一人残されたツバキは教会で祈りを捧げる。
「…本部が陥落するのも時間の問題じゃな。消えた守護聖獣を探すために旅をしておった妾だけが争いから遠ざかっておるが、それも長くは続かんじゃろうな」
ツバキは顔に悔しさが滲み出る。
「なぜ信仰の対象が違うだけで邪教扱いされなければならんのじゃ。確かにリア様は“闇”“死”“破壊”“別れ”を司り、エルメシア様と対極の位置におる。じゃが生きている者はいずれ死ぬ。光があれば闇がある。新しい物が生まれると同時に壊れる物がある。出会いがあれば別れがある。どれも必要な事であろう」
握った拳からは血が流れる。
「リア様。
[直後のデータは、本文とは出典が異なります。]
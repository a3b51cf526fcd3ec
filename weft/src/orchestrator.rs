//! Remote dispatch: drive a workflow on a registered agent.
//!
//! Every remote execution creates a local run record stamped with the
//! `agent_id`, so local and remote runs share one history. An unreachable
//! agent fails the run with `AgentUnreachable`; a 4xx reply fails it as
//! rejected; 5xx replies are retried with exponential backoff before giving
//! up. Remote runs carry a stub config snapshot and are not restartable.

use std::collections::BTreeMap;
use std::sync::Arc;
use std::time::Duration;

use serde::{Deserialize, Serialize};
use serde_json::Value;
use tracing::{debug, warn};

use crate::agents::AgentRegistry;
use crate::error::EngineError;
use crate::runs::{RunRecord, RunRepository, RunStatus};

/// Retries after the first 5xx reply.
const MAX_5XX_RETRIES: u32 = 3;

const RETRY_BACKOFF: Duration = Duration::from_millis(500);

const REQUEST_TIMEOUT: Duration = Duration::from_secs(120);

/// What a remote agent expects, from `GET {url}/schema`.
#[derive(Debug, Clone, Serialize, Deserialize)]
pub struct AgentSchema {
    pub workflow: String,
    #[serde(default)]
    pub inputs: BTreeMap<String, AgentInputSpec>,
    #[serde(default)]
    pub outputs: Vec<String>,
}

#[derive(Debug, Clone, Serialize, Deserialize)]
pub struct AgentInputSpec {
    #[serde(rename = "type")]
    pub type_decl: String,
    #[serde(default)]
    pub description: Option<String>,
    #[serde(default)]
    pub required: bool,
}

/// Reply body of `POST {url}/run`.
#[derive(Debug, Clone, Default, Deserialize)]
pub struct RemoteRunReply {
    #[serde(default)]
    pub run_id: Option<String>,
    #[serde(default)]
    pub status: Option<String>,
    #[serde(default)]
    pub outputs: Value,
    #[serde(default)]
    pub duration_seconds: Option<f64>,
    #[serde(default)]
    pub cost_usd: Option<f64>,
    #[serde(default)]
    pub error: Option<String>,
}

pub struct Orchestrator {
    registry: Arc<AgentRegistry>,
    repo: Arc<dyn RunRepository>,
    http: reqwest::Client,
}

impl Orchestrator {
    pub fn new(registry: Arc<AgentRegistry>, repo: Arc<dyn RunRepository>) -> Self {
        Self {
            registry,
            repo,
            http: reqwest::Client::new(),
        }
    }

    /// `GET {url}/schema`: the agent's expected-inputs descriptor.
    pub async fn fetch_schema(&self, agent_id: &str) -> Result<AgentSchema, EngineError> {
        let agent = self.registry.get(agent_id).await?;
        let url = format!("{}/schema", agent.url);
        let response = self
            .http
            .get(&url)
            .timeout(REQUEST_TIMEOUT)
            .send()
            .await
            .map_err(|e| EngineError::AgentUnreachable {
                agent_id: agent_id.to_string(),
                message: e.to_string(),
            })?;
        if !response.status().is_success() {
            return Err(EngineError::AgentRejected {
                agent_id: agent_id.to_string(),
                message: format!("schema endpoint returned {}", response.status()),
            });
        }
        response
            .json()
            .await
            .map_err(|e| EngineError::AgentRejected {
                agent_id: agent_id.to_string(),
                message: format!("schema did not parse: {}", e),
            })
    }

    /// `POST {url}/run` with the given inputs; the run's history lands in the
    /// local repository either way.
    pub async fn execute_on(
        &self,
        agent_id: &str,
        inputs: Value,
    ) -> Result<RunRecord, EngineError> {
        let agent = self.registry.get(agent_id).await?;

        let snapshot = serde_json::json!({"remote_agent": agent_id}).to_string();
        let mut record = RunRecord::new(agent.name.clone(), inputs.clone(), snapshot);
        record.agent_id = Some(agent_id.to_string());
        self.repo.create(&record).await?;
        let run_id = record.run_id;
        self.repo
            .update_status(run_id, RunStatus::Running, None)
            .await?;

        match self.dispatch(&agent.url, &inputs, agent_id).await {
            Ok(reply) => {
                let cost = reply.cost_usd.unwrap_or(0.0);
                let duration = reply.duration_seconds.unwrap_or(0.0);
                let mut metrics = BTreeMap::new();
                metrics.insert("cost_usd".to_string(), cost);
                metrics.insert("duration_seconds".to_string(), duration);
                self.repo
                    .update_completion(run_id, &reply.outputs, &metrics, duration, cost)
                    .await?;
                let status = match reply.status.as_deref() {
                    Some("failed") => RunStatus::Failed,
                    _ => RunStatus::Completed,
                };
                self.repo
                    .update_status(run_id, status, reply.error.clone())
                    .await?;
            }
            Err(e) => {
                warn!(run_id = %run_id, agent_id, error = %e, "remote dispatch failed");
                self.repo
                    .update_status(run_id, RunStatus::Failed, Some(e.to_string()))
                    .await?;
            }
        }

        self.repo
            .get(run_id)
            .await?
            .ok_or(EngineError::RunNotFound(run_id))
    }

    async fn dispatch(
        &self,
        url: &str,
        inputs: &Value,
        agent_id: &str,
    ) -> Result<RemoteRunReply, EngineError> {
        let run_url = format!("{}/run", url);
        let body = serde_json::json!({ "inputs": inputs });

        for attempt in 0..=MAX_5XX_RETRIES {
            let response = self
                .http
                .post(&run_url)
                .timeout(REQUEST_TIMEOUT)
                .json(&body)
                .send()
                .await
                .map_err(|e| EngineError::AgentUnreachable {
                    agent_id: agent_id.to_string(),
                    message: e.to_string(),
                })?;

            let status = response.status();
            if status.is_success() {
                return response
                    .json()
                    .await
                    .map_err(|e| EngineError::AgentRejected {
                        agent_id: agent_id.to_string(),
                        message: format!("run reply did not parse: {}", e),
                    });
            }
            if status.is_client_error() {
                let text = response.text().await.unwrap_or_default();
                return Err(EngineError::AgentRejected {
                    agent_id: agent_id.to_string(),
                    message: format!("{}: {}", status, text.chars().take(200).collect::<String>()),
                });
            }
            // 5xx: back off and retry.
            if attempt < MAX_5XX_RETRIES {
                let delay = RETRY_BACKOFF * 2u32.pow(attempt);
                debug!(url = %run_url, %status, attempt, delay_ms = delay.as_millis() as u64, "retrying remote run");
                tokio::time::sleep(delay).await;
            }
        }
        Err(EngineError::AgentRejected {
            agent_id: agent_id.to_string(),
            message: format!("server errors persisted after {} retries", MAX_5XX_RETRIES),
        })
    }
}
どうか我等をお救い下さい」
ツバキは他の者達の無事を祈るのであった。そして、それと同時にもう一つの願いを口にしていた。
「叶うならば、また皆で暮らしたいものじゃがな」
◆
鬼人の娘(三人称視点)
ここは魔国の鬼人族が治める土地。そこの領主の館では鬼人族の女性が不安そうな顔をしていた。
「なあ。父上と母上は無事だろうか」
「イル様。大丈夫ですよ。旦那様も奥様もはとても強いお方です。私達は信じて待ちましょう」
イルと呼ばれた鬼人の女性は不安を拭えなかった。それは領主である父と母が魔王に対して直訴しに行ったからだ。
イルの父親は鬼人族の中でも群を抜いた強さを持っている。それこそ先代の魔王様とも互角に戦かったという話もある。母親も刀術に関しては父親を凌ぐほどの使い手だ。なので普段であればイルもそこまで心配することは無かった。
だが先代の魔王様から当代の魔王に変わった事で不安がよぎるようになっていた。単純な力であれば先代の魔王様の方が強いのだが、当代の魔王は不気味な武器を使って先代の魔王様を倒したのだ。そして妙な武器を量産するようになった。
武器の量産のために税が重くなったり人手を取られることが増えた。その事で父親は鬼人族の代表として抗議に行ったのだが帰ってきてないのだ。
「そんな顔をしていたら旦那様方に怒鳴られますよ。俺の事を信じられなかったのかと言って拗ねてしまいますよ」
メイドの女性はイルを安心させるように笑いかけた。イルは少しだけ心が軽くなった。それでも不安は残ったままだ。イルは両親が無事に帰ってくることを願いながら、両親の代わりに領地の仕事を行っていく。